The UK Global Tariff (UKGT), published in May 2020, differs from the EU’s Commons External Tariff (CET) in a number of ways, and overall around 60% of all detailed tariff lines have been reduced in the UKGT compared to their current levels under the EU’s CET. Any trade agreement between the UK and the EU will, therefore, need to include rules of origin.


Source: https://blogs.sussex.ac.uk/uktpo/publications/certificates-and-rules-of-origin-the-experience-of-uk-firms/


Main types of Agreements


From a UK perspective, there are four main types of agreements:


  • Imports from the EU- Import goods from the EU at zero tariffs.

  • Exports to the EU - Export goods to the EU at zero tariffs.

  • Reciprocal - Unilateral, Bilateral, and Multilateral preferential agreements.

  • Non-Reciprocal - Generalized System of Preferences (GSP) agreement.

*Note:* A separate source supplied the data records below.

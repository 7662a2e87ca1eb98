use keyward_clock::{DurationMillis, UnixMillis};
use serde::{Deserialize, Serialize};

use crate::{AccessToken, AccessTokenRef, RefreshToken, RefreshTokenRef, TokenType, TokenTypeRef};

/// An access token with its optional refresh token and absolute expiry
///
/// A credential is replaced wholesale on every refresh and never mutated
/// in place once it has been stored.
#[derive(Clone, Debug, PartialEq, Eq, Serialize, Deserialize)]
pub struct Credential {
    access_token: AccessToken,
    #[serde(default, skip_serializing_if = "Option::is_none")]
    refresh_token: Option<RefreshToken>,
    expires_at: UnixMillis,
    #[serde(default)]
    token_type: TokenType,
}

impl Credential {
    /// Constructs a `Bearer` credential with no refresh token
    pub fn new(access_token: AccessToken, expires_at: UnixMillis) -> Self {
        Self {
            access_token,
            refresh_token: None,
            expires_at,
            token_type: TokenType::default(),
        }
    }

    /// Attaches a refresh token
    pub fn with_refresh_token(mut self, refresh_token: RefreshToken) -> Self {
        self.refresh_token = Some(refresh_token);
        self
    }

    /// Overrides the token type
    pub fn with_token_type(mut self, token_type: TokenType) -> Self {
        self.token_type = token_type;
        self
    }

    /// Keeps `previous` as the refresh token if this credential did not come with one
    ///
    /// Issuers that do not rotate refresh tokens omit them from refresh
    /// responses; the one already held stays usable.
    pub fn retaining_refresh_token(mut self, previous: Option<&RefreshTokenRef>) -> Self {
        if self.refresh_token.is_none() {
            self.refresh_token = previous.map(ToOwned::to_owned);
        }
        self
    }

    /// Gets the access token
    #[inline]
    pub fn access_token(&self) -> &AccessTokenRef {
        &self.access_token
    }

    /// Gets the refresh token, if one is held
    #[inline]
    pub fn refresh_token(&self) -> Option<&RefreshTokenRef> {
        self.refresh_token.as_deref()
    }

    /// Gets the instant at which the issuer stops accepting the access token
    #[inline]
    pub fn expires_at(&self) -> UnixMillis {
        self.expires_at
    }

    /// Gets the token type
    #[inline]
    pub fn token_type(&self) -> &TokenTypeRef {
        &self.token_type
    }

    /// How much longer the access token remains valid as of `now`
    #[inline]
    pub fn until_expired_at(&self, now: UnixMillis) -> DurationMillis {
        self.expires_at.saturating_since(now)
    }

    /// Renders the `Authorization` header value, `<token type> <access token>`
    pub fn authorization_value(&self) -> String {
        let token_type = self.token_type.as_str();
        let access_token = self.access_token.as_str();
        let mut value = String::with_capacity(token_type.len() + access_token.len() + 1);
        value.push_str(token_type);
        value.push(' ');
        value.push_str(access_token);
        value
    }
}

Key criteria of preferential origin : Originating & Non-Originating Goods


Goods traded between countries which have agreed such agreements or where one side has granted it autonomously can have a reduced or zero rate of duty.


Goods must have fulfilled certain criteria agreed between those countries and usually means they are wholly obtained or have undergone substantial transformation:


Originating goods are wholly obtained good or ones that have undergone acceptable working or processing.


There are typically four types of conditions that are used to determine whether or not a good is deemed as ‘originating’:


  • Wholly obtained (WO) : Wholly obtained goods are those that do not use any materials from any other country and are entirely produced within the country. This often includes agricultural products or live animals.


  • Specific production process (SP) : Here the rule will grant originating status depending on whether a given production process has been used.


  • Change in tariff classification (CTC) : this rule considers whether a change of tariff classifications has occurred when looking at what is imported in order to produce the good that is then exported, i.e. inputs are imported as one good (e.g. aircraft engines) and exported as a different good (finished aircraft). Most rules of origin are defined using the Harmonised System trade classification.


  • Value-added (VA) : Specifies the minimum amount of domestic value-added in the value of the product being exported. For example, the rule may specify that there has to be a minimum of 40% domestic value-added embodied in the product. Consequently, the higher the required minimum domestic value-added content, the more difficult it is to use imported intermediates and the more constraining is the underlying rule of origin.


  • Minimal Operations (MO) : Minimal operations are such that when carried out have such a minor importance that they do not affect the origin status. The product must go under sufficient transformation to affect the origin and must exceed the minimum requirement or will be classed as minimal operations. All preferential origin rules contain a statement, which defines the working or processing which is to be regarded as insufficient to grant origin. Some examples are: Storage | Washing | Cleaning | Polishing | Peeling | Painting | Packaging | Labelling


For non-originating materials or components, there is a list of working or processing each product must undergo in order to obtain originating status. In order to know the working or processing requirements a product must undergo, it’s necessary to know the tariff classification. Once the tariff code is found you can see what countries can offer origin benefits of reduced import duty.




Key rules of preferential origin


There are several types of rules include in preferential origin agreements, but the most common ones are:


  • That only wholly obtained (originating) materials can be used.


  • That non-originating materials from certain countries or tariff codes can be used or are excluded from the working or processing.